We would like to make sure you are fully aware of all of your data protection rights. You are entitled, at any time, to:
- the right to access – you have the right to request copies of your personal data. We may charge you a small fee for this service.
- the right to rectification – you have the right to request that we correct any information you believe is inaccurate. You also have the right to request we complete the information you believe is incomplete.
- the right to erasure – you have the right to request that we erase your personal data, under certain conditions.
- the right to restrict processing – you have the right to request that we restrict the processing of your personal data, under certain conditions.
- the right to object to processing – you have the right to object to our processing of your personal data, under certain conditions.
- the right to data portability – you have the right to request that we transfer the data that we have collected to another organization, or directly to you, under certain conditions.
You have additional rights under the General Data Protection Regulations, the two main ones are:
- The right to withdraw consent
- The right to request that you are not subject to a decision based solely on automated processing (note this is not relevant to this service)
Please note our Cookie pop up will appear every 30 days to enable you to review and change your choices if you wish.
If you make a request, we will aim to get back to you as soon as possible but will respond within one month, dependent on the complexity of the request.

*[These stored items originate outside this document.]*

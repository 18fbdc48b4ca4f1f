use std::collections::BTreeMap;
use std::sync::LazyLock;
use std::time::Duration;

use regex::Regex;
use serde::{Deserialize, Serialize};

use crate::error::{ConversionError, TaskError};

pub const QUALITY: &str = "quality";
pub const RESOLUTION: &str = "resolution";
pub const KEEP_ASPECT: &str = "keep_aspect";
pub const BITRATE: &str = "bitrate";
pub const AUDIO_BITRATE: &str = "audio_bitrate";
pub const FPS: &str = "fps";
pub const SAMPLE_RATE: &str = "sample_rate";
pub const CHANNELS: &str = "channels";
pub const START: &str = "start";
pub const END: &str = "end";

const MAX_DIMENSION: u32 = 16_384;

static RE_BITRATE: LazyLock<Regex> =
    LazyLock::new(|| Regex::new(r"^(?P<value>-?\d+)(?P<unit>[kKmM]?)$").unwrap());

/// `SS[.fff]`, `MM:SS[.fff]` or `HH:MM:SS[.fff]`.
static RE_TIMESTAMP: LazyLock<Regex> = LazyLock::new(|| {
    Regex::new(r"^(?:(?:(?P<h>\d+):)?(?P<m>\d{1,2}):)?(?P<s>\d+(?:\.\d{1,3})?)$").unwrap()
});

/// Free-form conversion settings. Each adapter decides which keys it accepts
/// and validates values when the task is prepared.
#[derive(Debug, Clone, Default, PartialEq, Eq, Serialize, Deserialize)]
#[serde(transparent)]
pub struct ConversionOptions(BTreeMap<String, String>);

impl ConversionOptions {
    pub fn new() -> Self {
        Self::default()
    }

    pub fn with(mut self, key: impl Into<String>, value: impl Into<String>) -> Self {
        self.insert(key, value);
        self
    }

    pub fn insert(&mut self, key: impl Into<String>, value: impl Into<String>) {
        self.0
            .insert(key.into().trim().to_lowercase(), value.into().trim().to_string());
    }

    pub fn get(&self, key: &str) -> Option<&str> {
        self.0.get(key).map(String::as_str)
    }

    pub fn keys(&self) -> impl Iterator<Item = &str> {
        self.0.keys().map(String::as_str)
    }

    pub fn is_empty(&self) -> bool {
        self.0.is_empty()
    }

    pub fn len(&self) -> usize {
        self.0.len()
    }

    /// Parses a `key=value` pair as given on the command line.
    pub fn parse_pair(raw: &str) -> Result<(String, String), TaskError> {
        let (key, value) = raw
            .split_once('=')
            .ok_or_else(|| TaskError::MalformedOption(raw.to_string()))?;
        let key = key.trim();
        if key.is_empty() {
            return Err(TaskError::MalformedOption(raw.to_string()));
        }
        Ok((key.to_string(), value.trim().to_string()))
    }

    /// Rejects any key outside `accepted`.
    pub fn ensure_only(&self, accepted: &[&str], family: &str) -> Result<(), ConversionError> {
        match self.keys().find(|key| !accepted.contains(key)) {
            Some(key) => Err(invalid(
                key,
                format!("not supported for {} conversions", family),
            )),
            None => Ok(()),
        }
    }

    pub fn quality(&self) -> Result<Option<Quality>, ConversionError> {
        self.get(QUALITY).map(Quality::parse).transpose()
    }

    pub fn resolution(&self) -> Result<Option<Resolution>, ConversionError> {
        self.get(RESOLUTION).map(Resolution::parse).transpose()
    }

    pub fn keep_aspect(&self) -> Result<bool, ConversionError> {
        match self.get(KEEP_ASPECT) {
            None => Ok(true),
            Some(raw) => match raw.to_lowercase().as_str() {
                "true" | "yes" | "1" => Ok(true),
                "false" | "no" | "0" => Ok(false),
                _ => Err(invalid(KEEP_ASPECT, format!("expected a boolean, got '{}'", raw))),
            },
        }
    }

    pub fn bitrate(&self, key: &str) -> Result<Option<Bitrate>, ConversionError> {
        self.get(key).map(|raw| Bitrate::parse(key, raw)).transpose()
    }

    pub fn bounded_int(&self, key: &str, min: u32, max: u32) -> Result<Option<u32>, ConversionError> {
        let Some(raw) = self.get(key) else {
            return Ok(None);
        };
        let value: i64 = raw
            .parse()
            .map_err(|_| invalid(key, format!("expected an integer, got '{}'", raw)))?;
        if value < i64::from(min) || value > i64::from(max) {
            return Err(invalid(
                key,
                format!("{} is outside the accepted range {}..={}", value, min, max),
            ));
        }
        Ok(Some(value as u32))
    }

    /// Position inside a media file, as seconds or `[HH:]MM:SS[.fff]`.
    pub fn timestamp(&self, key: &str) -> Result<Option<Duration>, ConversionError> {
        self.get(key).map(|raw| parse_timestamp(key, raw)).transpose()
    }

    /// The `start`/`end` pair cutting a clip out of the source. Either bound
    /// may be omitted; when both are given, start must come before end.
    pub fn clip_range(&self) -> Result<ClipRange, ConversionError> {
        let range = ClipRange {
            start: self.timestamp(START)?,
            end: self.timestamp(END)?,
        };
        if let (Some(start), Some(end)) = (range.start, range.end) {
            if start >= end {
                return Err(invalid(
                    END,
                    format!(
                        "end ({:.3}s) must be after start ({:.3}s)",
                        end.as_secs_f64(),
                        start.as_secs_f64()
                    ),
                ));
            }
        }
        Ok(range)
    }
}

impl<K: Into<String>, V: Into<String>> FromIterator<(K, V)> for ConversionOptions {
    fn from_iter<I: IntoIterator<Item = (K, V)>>(iter: I) -> Self {
        let mut options = Self::new();
        for (key, value) in iter {
            options.insert(key, value);
        }
        options
    }
}

pub(crate) fn invalid(key: &str, reason: impl Into<String>) -> ConversionError {
    ConversionError::InvalidOptions {
        key: key.to_string(),
        reason: reason.into(),
    }
}

/// Requested output quality: one of the named presets or an explicit level.
#[derive(Debug, Clone, Copy, PartialEq, Eq)]
pub enum Quality {
    High,
    Medium,
    Low,
    Level(u8),
}

impl Quality {
    pub fn parse(raw: &str) -> Result<Self, ConversionError> {
        match raw.to_lowercase().as_str() {
            "high" => Ok(Self::High),
            "medium" => Ok(Self::Medium),
            "low" => Ok(Self::Low),
            other => {
                let level: i64 = other.parse().map_err(|_| {
                    invalid(QUALITY, format!("expected high, medium, low or 1-100, got '{}'", raw))
                })?;
                if !(1..=100).contains(&level) {
                    return Err(invalid(
                        QUALITY,
                        format!("{} is outside the accepted range 1..=100", level),
                    ));
                }
                Ok(Self::Level(level as u8))
            }
        }
    }

    /// Collapses explicit levels onto the three presets.
    pub fn preset(&self) -> Quality {
        match self {
            Self::Level(level) if *level >= 80 => Self::High,
            Self::Level(level) if *level >= 50 => Self::Medium,
            Self::Level(_) => Self::Low,
            preset => *preset,
        }
    }
}

impl Default for Quality {
    fn default() -> Self {
        Self::High
    }
}

#[derive(Debug, Clone, Copy, PartialEq, Eq)]
pub struct Resolution {
    pub width: u32,
    pub height: u32,
}

impl Resolution {
    pub fn parse(raw: &str) -> Result<Self, ConversionError> {
        let malformed = || invalid(RESOLUTION, format!("expected WIDTHxHEIGHT, got '{}'", raw));
        let (width, height) = raw.to_lowercase().split_once('x').ok_or_else(malformed).and_then(
            |(w, h)| {
                let w: i64 = w.trim().parse().map_err(|_| malformed())?;
                let h: i64 = h.trim().parse().map_err(|_| malformed())?;
                Ok((w, h))
            },
        )?;
        let max = i64::from(MAX_DIMENSION);
        if width < 1 || height < 1 || width > max || height > max {
            return Err(invalid(
                RESOLUTION,
                format!("{}x{} is outside the accepted range 1..={}", width, height, max),
            ));
        }
        Ok(Self {
            width: width as u32,
            height: height as u32,
        })
    }
}

/// Bitrate in kilobits per second.
#[derive(Debug, Clone, Copy, PartialEq, Eq)]
pub struct Bitrate(pub u32);

impl Bitrate {
    pub fn parse(key: &str, raw: &str) -> Result<Self, ConversionError> {
        let caps = RE_BITRATE
            .captures(raw.trim())
            .ok_or_else(|| invalid(key, format!("expected a bitrate like 192k or 4M, got '{}'", raw)))?;
        let value: i64 = caps["value"]
            .parse()
            .map_err(|_| invalid(key, format!("bitrate '{}' is too large", raw)))?;
        let kbps = match &caps["unit"] {
            "m" | "M" => value.saturating_mul(1000),
            "k" | "K" => value,
            // Bare numbers are bits per second, as ffmpeg reads them.
            _ => value / 1000,
        };
        if kbps < 1 || kbps > 500_000 {
            return Err(invalid(key, format!("{} is outside the accepted range", raw)));
        }
        Ok(Self(kbps as u32))
    }

    pub fn to_ffmpeg(self) -> String {
        format!("{}k", self.0)
    }
}

/// Portion of a media source to keep.
#[derive(Debug, Clone, Copy, Default, PartialEq, Eq)]
pub struct ClipRange {
    pub start: Option<Duration>,
    pub end: Option<Duration>,
}

impl ClipRange {
    pub fn is_full(&self) -> bool {
        self.start.is_none() && self.end.is_none()
    }

    /// `-ss`/`-to` output options for ffmpeg.
    pub fn to_ffmpeg(self) -> Vec<String> {
        let mut args = Vec::new();
        if let Some(start) = self.start {
            args.push("-ss".to_string());
            args.push(format!("{:.3}", start.as_secs_f64()));
        }
        if let Some(end) = self.end {
            args.push("-to".to_string());
            args.push(format!("{:.3}", end.as_secs_f64()));
        }
        args
    }
}

fn parse_timestamp(key: &str, raw: &str) -> Result<Duration, ConversionError> {
    let caps = RE_TIMESTAMP.captures(raw).ok_or_else(|| {
        invalid(key, format!("expected seconds or [HH:]MM:SS[.fff], got '{}'", raw))
    })?;
    let unit = |name: &str| -> Result<u64, ConversionError> {
        match caps.name(name) {
            Some(m) => m
                .as_str()
                .parse()
                .map_err(|_| invalid(key, format!("timestamp '{}' is too large", raw))),
            None => Ok(0),
        }
    };
    let hours = unit("h")?;
    let minutes = unit("m")?;
    if caps.name("h").is_some() && minutes >= 60 {
        return Err(invalid(key, format!("minutes must be below 60 in '{}'", raw)));
    }
    let seconds: f64 = caps["s"]
        .parse()
        .map_err(|_| invalid(key, format!("timestamp '{}' is too large", raw)))?;
    if caps.name("m").is_some() && seconds >= 60.0 {
        return Err(invalid(key, format!("seconds must be below 60 in '{}'", raw)));
    }

    let whole = hours
        .checked_mul(3600)
        .and_then(|h| h.checked_add(minutes * 60))
        .ok_or_else(|| invalid(key, format!("timestamp '{}' is too large", raw)))?;
    let total = whole as f64 + seconds;
    Duration::try_from_secs_f64(total)
        .map_err(|_| invalid(key, format!("timestamp '{}' is too large", raw)))
}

If you would like to exercise any of these rights, including your withdrawal for your consent to your data to be processed, please contact us at our email: firstname.lastname@example.org or by using the ‘Contact Us‘ form. Note exercising these rights relates to the data retained or processed by MWDH Ltd only. For detailed data protection queries, you may be directed to your GP practice or your local Data Controller, with who we will partner to support your request.
If you wish to opt-out of the MWD service or unsubscribe from our Newsletter, please notify us via the ‘Contact Us‘ form and your information will be promptly and securely removed from our system.
How to Contact us?
In the event of any personal data breach or security incident, we will inform you of any serious adverse consequences without undue delay. We will also inform the ICO, within 72 hours, where required and document all evidence.
MWDH control your self-input or other direct updates to your personal data. For more detailed queries you may be passed to the Data Protection Officer in your region.
Any clinical questions must be directed to your local healthcare team.
How to Contact the appropriate authorities?
Should you wish to report a complaint or if you feel that we have not addressed your concern in a satisfactory manner, you may contact the Information Commissioner’s Office.